Chapter 8.4
Scale-Out Fabric: Protocols, Standards & Transport
The scale-out protocol you commit to is not a wiring detail — it is a 3–5 year bet on who supplies your switches, how much of your link rate survives as goodput under collective load, and whether you can ever leave the vendor whose congestion-control firmware your training run silently depends on.
What you'll decide here
- Which back-end transport — InfiniBand, a tuned RoCEv2 underlay, NVIDIA Spectrum-X, or a Ultra-Ethernet (UEC) fabric — you standardize on, knowing the choice sets your switch vendor list, your operational skill base, and your effective-throughput ceiling for the life of the cluster.
- Whether you accept the lossless-Ethernet bargain (PFC + ECN/DCQCN) and its head-of-line-blocking and deadlock failure modes, or move to a lossy, packet-spray transport that reorders in the NIC and tolerates drops by design.
- How much you are willing to pay — in switch premium, NIC lock-in, and integration risk — to close the gap between raw link rate and delivered all-reduce bandwidth, versus living with the RoCE in-order penalty.
- Whether the fabric is single-tenant (a captive training supercomputer) or must enforce hard multi-tenant isolation (PKeys, VXLAN/EVPN, DPU-enforced VPC) — a decision that constrains protocol choice and the security boundary at once.
- Which parts of the stack you are willing to leave proprietary-and-fast today and re-decide as an open standard (UEC) matures — i.e. where you buy InfiniBand or Spectrum-X now and keep an Ethernet exit open.

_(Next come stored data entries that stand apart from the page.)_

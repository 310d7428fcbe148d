//! Unit tests for the `parfor` pipeline.

mod pipeline_tests;
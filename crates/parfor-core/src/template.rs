//! Message templates and the central diagnostic emitter.
//!
//! Templates are registered once, when a pipeline is constructed, and are
//! immutable afterwards. The [`Emitter`] receives the registry by reference
//! and turns `(code, location, arguments)` triples into rendered
//! [`Diagnostic`]s pushed into a [`DiagnosticSink`].

use std::fmt;

use tracing::debug;

use crate::diagnostic::{Diagnostic, DiagnosticCode, DiagnosticNote, DiagnosticSink, Severity};
use crate::span::SourceLocation;

const DIAGNOSTICS_TARGET: &str = "parfor::diagnostics";

/// Severity used for the "loop accepted" notification.
///
/// Acceptance is never an error, so only the two informational levels are
/// representable.
#[derive(Debug, Clone, Copy, Default, PartialEq, Eq, Hash)]
pub enum AcceptanceLevel {
    /// Report accepted loops as notes.
    #[default]
    Note,
    /// Report accepted loops as warnings.
    Warning,
}

impl From<AcceptanceLevel> for Severity {
    fn from(level: AcceptanceLevel) -> Self {
        match level {
            AcceptanceLevel::Note => Self::Note,
            AcceptanceLevel::Warning => Self::Warning,
        }
    }
}

/// Opaque handle assigned to a template at registration time.
///
/// Identical messages always share one identifier within a registry.
#[derive(Debug, Clone, Copy, PartialEq, Eq, PartialOrd, Ord, Hash)]
pub struct TemplateId(u16);

impl fmt::Display for TemplateId {
    fn fmt(&self, f: &mut fmt::Formatter<'_>) -> fmt::Result {
        write!(f, "#{}", self.0)
    }
}

/// A registered message template.
///
/// Messages may contain positional placeholders (`{0}`, `{1}`, ...) that are
/// filled from the arguments passed to [`Emitter::emit`].
#[derive(Debug, Clone, PartialEq, Eq)]
pub struct DiagnosticTemplate {
    id: TemplateId,
    code: DiagnosticCode,
    severity: Severity,
    message: &'static str,
}

impl DiagnosticTemplate {
    /// Returns the registry-assigned identifier.
    #[must_use]
    pub const fn id(&self) -> TemplateId {
        self.id
    }

    /// Returns the code the template is keyed by.
    #[must_use]
    pub const fn code(&self) -> DiagnosticCode {
        self.code
    }

    /// Returns the severity diagnostics from this template carry.
    #[must_use]
    pub const fn severity(&self) -> Severity {
        self.severity
    }

    /// Returns the raw message text, placeholders included.
    #[must_use]
    pub const fn message(&self) -> &'static str {
        self.message
    }

    /// Renders the message, substituting positional arguments.
    ///
    /// Placeholders without a matching argument are left untouched.
    ///
    /// # Example
    ///
    /// ```
    /// use parfor_core::{DiagnosticCode, TemplateRegistry};
    ///
    /// let registry = TemplateRegistry::default();
    /// let template = registry.get(DiagnosticCode::UnreadableFile);
    /// assert_eq!(
    ///     template.render(&["a.cpp", "denied"]),
    ///     "failed to read a.cpp: denied"
    /// );
    /// ```
    #[must_use]
    pub fn render(&self, args: &[&str]) -> String {
        render_placeholders(self.message, args)
    }
}

fn default_entry(code: DiagnosticCode, acceptance: AcceptanceLevel) -> (Severity, &'static str) {
    match code {
        DiagnosticCode::LoopAccepted => (
            acceptance.into(),
            "this for-range will be converted to parallel version",
        ),
        DiagnosticCode::MisplacedAnnotation => (
            Severity::Error,
            "'parallel' attribute only applies to for-range loop statements, not {0}",
        ),
        DiagnosticCode::UnexpectedBreak => (
            Severity::Error,
            "unexpected control flow statement 'break' found in parallel for-range",
        ),
        DiagnosticCode::UnexpectedContinue => (
            Severity::Error,
            "unexpected control flow statement 'continue' found in parallel for-range",
        ),
        DiagnosticCode::UnexpectedReturn => (
            Severity::Error,
            "unexpected control flow statement 'return' found in parallel for-range",
        ),
        DiagnosticCode::UnexpectedGoto => (
            Severity::Error,
            "unexpected control flow statement 'goto' found in parallel for-range",
        ),
        DiagnosticCode::UnsupportedLoop => (
            Severity::Warning,
            "parallel for-range left unchanged: {0}",
        ),
        DiagnosticCode::SyntaxError => (Severity::Error, "{0}"),
        DiagnosticCode::UnsupportedFile => {
            (Severity::Warning, "skipping {0}: not a C++ source file")
        }
        DiagnosticCode::UnreadableFile => (Severity::Error, "failed to read {0}: {1}"),
        DiagnosticCode::StaleSource => (
            Severity::Error,
            "{0} changed after it was analysed; rewrites discarded",
        ),
        DiagnosticCode::EditConflict => (
            Severity::Error,
            "conflicting rewrites in {0}: {1}",
        ),
    }
}

/// Immutable table mapping every [`DiagnosticCode`] to its template.
#[derive(Debug, Clone, PartialEq, Eq)]
pub struct TemplateRegistry {
    templates: Vec<DiagnosticTemplate>,
}

impl TemplateRegistry {
    /// Registers the full template set.
    ///
    /// `acceptance` selects the severity of the "loop accepted"
    /// notification; every other severity is fixed.
    #[must_use]
    pub fn new(acceptance: AcceptanceLevel) -> Self {
        let mut templates: Vec<DiagnosticTemplate> = Vec::with_capacity(DiagnosticCode::ALL.len());
        for code in DiagnosticCode::ALL {
            let (severity, message) = default_entry(code, acceptance);
            let existing = templates
                .iter()
                .find(|t| t.severity == severity && t.message == message)
                .map(DiagnosticTemplate::id);
            let id = existing.unwrap_or_else(|| {
                TemplateId(u16::try_from(templates.len()).unwrap_or(u16::MAX))
            });
            templates.push(DiagnosticTemplate {
                id,
                code,
                severity,
                message,
            });
        }
        Self { templates }
    }

    /// Looks up the template registered for `code`.
    #[must_use]
    pub fn get(&self, code: DiagnosticCode) -> &DiagnosticTemplate {
        self.templates
            .iter()
            .find(|t| t.code == code)
            .unwrap_or(&FALLBACK_TEMPLATE)
    }

    /// Returns every registered template in registration order.
    #[must_use]
    pub fn templates(&self) -> &[DiagnosticTemplate] {
        &self.templates
    }
}

// `new` registers every code in `DiagnosticCode::ALL`; lookups only land here
// for a code added to the enum without a table entry.
static FALLBACK_TEMPLATE: DiagnosticTemplate = DiagnosticTemplate {
    id: TemplateId(u16::MAX),
    code: DiagnosticCode::SyntaxError,
    severity: Severity::Error,
    message: "{0}",
};

impl Default for TemplateRegistry {
    fn default() -> Self {
        Self::new(AcceptanceLevel::default())
    }
}

/// Central sink adapter that renders templates into diagnostics.
///
/// The emitter also counts the errors it has produced so callers can decide
/// whether a site may proceed to rewriting by comparing counts before and
/// after classifying it.
pub struct Emitter<'r, 's> {
    registry: &'r TemplateRegistry,
    sink: &'s mut dyn DiagnosticSink,
    errors: usize,
}

impl<'r, 's> Emitter<'r, 's> {
    /// Creates an emitter writing into `sink`.
    pub fn new(registry: &'r TemplateRegistry, sink: &'s mut dyn DiagnosticSink) -> Self {
        Self {
            registry,
            sink,
            errors: 0,
        }
    }

    /// Returns the registry the emitter renders from.
    #[must_use]
    pub const fn registry(&self) -> &'r TemplateRegistry {
        self.registry
    }

    /// Emits the diagnostic registered for `code`.
    pub fn emit(&mut self, code: DiagnosticCode, location: Option<SourceLocation>, args: &[&str]) {
        self.emit_with_notes(code, location, args, Vec::new());
    }

    /// Emits the diagnostic registered for `code` with supplementary notes.
    pub fn emit_with_notes(
        &mut self,
        code: DiagnosticCode,
        location: Option<SourceLocation>,
        args: &[&str],
        notes: Vec<DiagnosticNote>,
    ) {
        let template = self.registry.get(code);
        let mut diagnostic =
            Diagnostic::new(code, template.severity(), template.render(args), location);
        for note in notes {
            diagnostic = diagnostic.with_note(note);
        }

        debug!(
            target: DIAGNOSTICS_TARGET,
            code = %code,
            template = %template.id(),
            severity = %template.severity(),
            "diagnostic emitted"
        );

        if diagnostic.is_error() {
            self.errors = self.errors.saturating_add(1);
        }
        self.sink.report(diagnostic);
    }

    /// Returns the number of error-severity diagnostics emitted so far.
    #[must_use]
    pub const fn error_count(&self) -> usize {
        self.errors
    }

    /// Returns `true` once any error has been emitted.
    #[must_use]
    pub const fn has_errors(&self) -> bool {
        self.errors > 0
    }
}

/// Replaces `{N}` placeholders with the matching entry of `args`.
fn render_placeholders(message: &str, args: &[&str]) -> String {
    let mut out = String::with_capacity(message.len());
    let mut rest = message;

    while let Some(open) = rest.find('{') {
        let (before, from_brace) = rest.split_at(open);
        out.push_str(before);

        let after_brace = from_brace.get(1..).unwrap_or_default();
        let substituted = after_brace.find('}').and_then(|close| {
            let index: usize = after_brace.get(..close)?.parse().ok()?;
            let arg = args.get(index)?;
            Some((arg, close))
        });

        match substituted {
            Some((arg, close)) => {
                out.push_str(arg);
                rest = after_brace.get(close + 1..).unwrap_or_default();
            }
            None => {
                out.push('{');
                rest = after_brace;
            }
        }
    }

    out.push_str(rest);
    out
}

A scale-out fabric exists to do one thing well: carry the collective communication of a distributed training or inference job — all-reduce, all-gather, reduce-scatter, all-to-all — across the back-end network that stitches scale-up domains together, without becoming the bottleneck that idles the most expensive silicon in the building. The accelerators are bought; the power is contracted; the only variable left is how much of every step is spent computing versus waiting on the network. That fraction is set, more than by any topology decision, by the transport protocol running on the wire and in the NIC. This chapter is about that choice and its consequences.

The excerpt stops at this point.